[TRY IT] Only a number is expected: how many lines in the entries that follow contain the word "CowArray"?

[INPUT]
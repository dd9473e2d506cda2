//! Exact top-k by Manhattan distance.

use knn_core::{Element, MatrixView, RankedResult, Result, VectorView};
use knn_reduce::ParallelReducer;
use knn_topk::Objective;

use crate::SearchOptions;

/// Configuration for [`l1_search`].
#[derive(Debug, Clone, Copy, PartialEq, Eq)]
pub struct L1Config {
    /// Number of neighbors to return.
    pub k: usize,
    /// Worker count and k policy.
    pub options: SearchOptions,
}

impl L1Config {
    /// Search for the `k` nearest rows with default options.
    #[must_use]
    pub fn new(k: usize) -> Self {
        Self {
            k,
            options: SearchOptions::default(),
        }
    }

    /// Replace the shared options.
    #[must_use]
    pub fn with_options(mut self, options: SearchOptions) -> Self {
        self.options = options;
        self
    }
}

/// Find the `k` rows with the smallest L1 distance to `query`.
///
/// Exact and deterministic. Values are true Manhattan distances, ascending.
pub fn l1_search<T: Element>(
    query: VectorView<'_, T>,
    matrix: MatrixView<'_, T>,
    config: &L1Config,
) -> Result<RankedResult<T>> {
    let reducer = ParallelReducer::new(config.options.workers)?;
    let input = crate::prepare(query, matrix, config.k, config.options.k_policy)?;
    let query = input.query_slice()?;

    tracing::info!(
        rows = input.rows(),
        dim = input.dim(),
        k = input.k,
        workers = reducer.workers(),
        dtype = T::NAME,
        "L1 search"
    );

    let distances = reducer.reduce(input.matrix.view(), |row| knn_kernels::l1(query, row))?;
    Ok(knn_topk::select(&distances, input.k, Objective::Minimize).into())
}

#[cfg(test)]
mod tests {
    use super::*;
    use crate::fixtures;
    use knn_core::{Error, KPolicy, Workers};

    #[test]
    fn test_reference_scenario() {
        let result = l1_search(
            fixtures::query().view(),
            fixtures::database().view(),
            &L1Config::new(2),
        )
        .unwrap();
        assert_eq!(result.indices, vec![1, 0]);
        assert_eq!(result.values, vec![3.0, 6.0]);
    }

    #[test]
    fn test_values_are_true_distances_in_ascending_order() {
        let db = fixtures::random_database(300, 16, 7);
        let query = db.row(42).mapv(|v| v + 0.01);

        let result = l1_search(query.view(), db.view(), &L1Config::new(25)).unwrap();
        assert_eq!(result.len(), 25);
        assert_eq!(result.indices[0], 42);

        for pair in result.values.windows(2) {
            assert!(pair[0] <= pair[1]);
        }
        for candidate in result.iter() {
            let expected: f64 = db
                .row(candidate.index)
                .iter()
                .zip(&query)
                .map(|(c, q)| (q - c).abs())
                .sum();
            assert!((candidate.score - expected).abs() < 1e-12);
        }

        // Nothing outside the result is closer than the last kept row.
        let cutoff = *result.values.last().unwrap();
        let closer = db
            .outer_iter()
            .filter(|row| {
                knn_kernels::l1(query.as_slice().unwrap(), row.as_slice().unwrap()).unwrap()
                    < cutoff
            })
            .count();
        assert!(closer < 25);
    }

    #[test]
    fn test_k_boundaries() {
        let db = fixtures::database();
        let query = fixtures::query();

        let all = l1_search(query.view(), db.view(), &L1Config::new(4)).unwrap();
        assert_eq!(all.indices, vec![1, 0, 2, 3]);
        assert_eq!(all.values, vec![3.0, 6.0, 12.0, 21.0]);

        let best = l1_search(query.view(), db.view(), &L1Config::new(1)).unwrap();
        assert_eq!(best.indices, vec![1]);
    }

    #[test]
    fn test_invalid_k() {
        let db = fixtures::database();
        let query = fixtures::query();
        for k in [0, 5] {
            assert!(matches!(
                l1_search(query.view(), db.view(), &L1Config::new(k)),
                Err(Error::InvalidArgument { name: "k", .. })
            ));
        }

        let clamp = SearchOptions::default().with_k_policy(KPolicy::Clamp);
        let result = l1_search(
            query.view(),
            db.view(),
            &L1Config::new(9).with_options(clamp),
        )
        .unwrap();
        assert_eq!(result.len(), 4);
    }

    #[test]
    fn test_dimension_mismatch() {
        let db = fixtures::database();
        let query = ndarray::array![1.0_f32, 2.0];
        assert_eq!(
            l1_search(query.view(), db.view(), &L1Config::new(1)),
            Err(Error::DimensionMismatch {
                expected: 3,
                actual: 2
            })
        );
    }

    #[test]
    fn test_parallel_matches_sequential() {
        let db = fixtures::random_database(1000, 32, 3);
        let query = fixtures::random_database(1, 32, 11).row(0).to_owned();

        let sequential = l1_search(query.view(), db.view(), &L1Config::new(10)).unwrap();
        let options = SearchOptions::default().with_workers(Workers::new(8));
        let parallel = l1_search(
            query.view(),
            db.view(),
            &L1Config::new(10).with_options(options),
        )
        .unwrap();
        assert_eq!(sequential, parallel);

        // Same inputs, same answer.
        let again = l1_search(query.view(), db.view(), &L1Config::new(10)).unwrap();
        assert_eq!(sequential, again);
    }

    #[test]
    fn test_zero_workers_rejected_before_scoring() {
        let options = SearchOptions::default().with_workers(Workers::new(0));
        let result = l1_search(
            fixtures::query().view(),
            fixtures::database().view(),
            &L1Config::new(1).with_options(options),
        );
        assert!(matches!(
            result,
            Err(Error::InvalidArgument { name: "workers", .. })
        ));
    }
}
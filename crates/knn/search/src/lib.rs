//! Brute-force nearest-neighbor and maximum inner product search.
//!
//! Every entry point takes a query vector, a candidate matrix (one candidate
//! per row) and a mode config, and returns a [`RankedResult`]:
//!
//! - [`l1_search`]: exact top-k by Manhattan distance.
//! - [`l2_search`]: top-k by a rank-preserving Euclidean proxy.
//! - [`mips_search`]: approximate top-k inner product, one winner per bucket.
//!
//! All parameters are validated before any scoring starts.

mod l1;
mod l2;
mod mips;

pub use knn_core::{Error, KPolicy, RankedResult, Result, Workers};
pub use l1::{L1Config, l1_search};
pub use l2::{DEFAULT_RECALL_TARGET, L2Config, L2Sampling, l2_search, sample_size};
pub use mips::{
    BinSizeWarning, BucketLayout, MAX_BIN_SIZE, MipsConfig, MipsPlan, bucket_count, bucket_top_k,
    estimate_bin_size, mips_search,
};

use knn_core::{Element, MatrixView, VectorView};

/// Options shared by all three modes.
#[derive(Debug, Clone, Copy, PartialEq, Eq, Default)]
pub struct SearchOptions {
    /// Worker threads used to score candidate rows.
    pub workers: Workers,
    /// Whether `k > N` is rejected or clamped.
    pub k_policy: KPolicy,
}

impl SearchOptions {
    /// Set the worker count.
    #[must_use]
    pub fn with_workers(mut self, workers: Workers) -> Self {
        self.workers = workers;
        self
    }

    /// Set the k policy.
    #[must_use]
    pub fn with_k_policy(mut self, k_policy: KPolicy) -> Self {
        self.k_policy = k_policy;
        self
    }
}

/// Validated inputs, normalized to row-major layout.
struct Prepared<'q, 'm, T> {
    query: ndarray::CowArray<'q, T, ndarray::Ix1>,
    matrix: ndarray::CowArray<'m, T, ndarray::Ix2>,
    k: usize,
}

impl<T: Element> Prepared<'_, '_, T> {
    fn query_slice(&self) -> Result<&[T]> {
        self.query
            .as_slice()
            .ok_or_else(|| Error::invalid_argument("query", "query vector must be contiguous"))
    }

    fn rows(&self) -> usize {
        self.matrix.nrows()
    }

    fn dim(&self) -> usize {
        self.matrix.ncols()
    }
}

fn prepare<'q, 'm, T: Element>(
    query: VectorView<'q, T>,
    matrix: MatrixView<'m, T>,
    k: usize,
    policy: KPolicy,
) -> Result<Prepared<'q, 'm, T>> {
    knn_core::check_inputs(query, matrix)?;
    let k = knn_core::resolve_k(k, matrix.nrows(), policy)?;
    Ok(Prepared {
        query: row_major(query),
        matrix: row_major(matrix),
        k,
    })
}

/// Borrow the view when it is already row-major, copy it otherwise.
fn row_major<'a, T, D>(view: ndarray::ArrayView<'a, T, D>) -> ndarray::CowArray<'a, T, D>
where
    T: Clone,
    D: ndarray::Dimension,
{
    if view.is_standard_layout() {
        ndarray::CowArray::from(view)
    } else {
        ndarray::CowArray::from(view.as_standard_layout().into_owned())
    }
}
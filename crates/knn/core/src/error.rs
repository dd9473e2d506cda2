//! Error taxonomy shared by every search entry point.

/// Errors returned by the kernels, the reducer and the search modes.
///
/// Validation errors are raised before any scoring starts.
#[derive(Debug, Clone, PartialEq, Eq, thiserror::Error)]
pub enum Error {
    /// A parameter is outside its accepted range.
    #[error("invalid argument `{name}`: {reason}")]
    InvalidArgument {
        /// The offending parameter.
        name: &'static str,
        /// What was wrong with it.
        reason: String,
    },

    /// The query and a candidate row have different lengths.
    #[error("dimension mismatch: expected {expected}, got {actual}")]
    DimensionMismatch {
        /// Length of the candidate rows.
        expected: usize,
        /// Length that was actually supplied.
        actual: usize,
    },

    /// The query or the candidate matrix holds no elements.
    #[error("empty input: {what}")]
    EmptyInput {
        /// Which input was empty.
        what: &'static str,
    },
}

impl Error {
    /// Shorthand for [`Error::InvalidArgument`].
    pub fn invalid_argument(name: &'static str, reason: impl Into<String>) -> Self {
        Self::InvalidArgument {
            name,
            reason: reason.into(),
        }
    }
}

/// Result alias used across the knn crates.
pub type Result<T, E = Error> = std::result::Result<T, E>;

[TASK SOLUTION] 5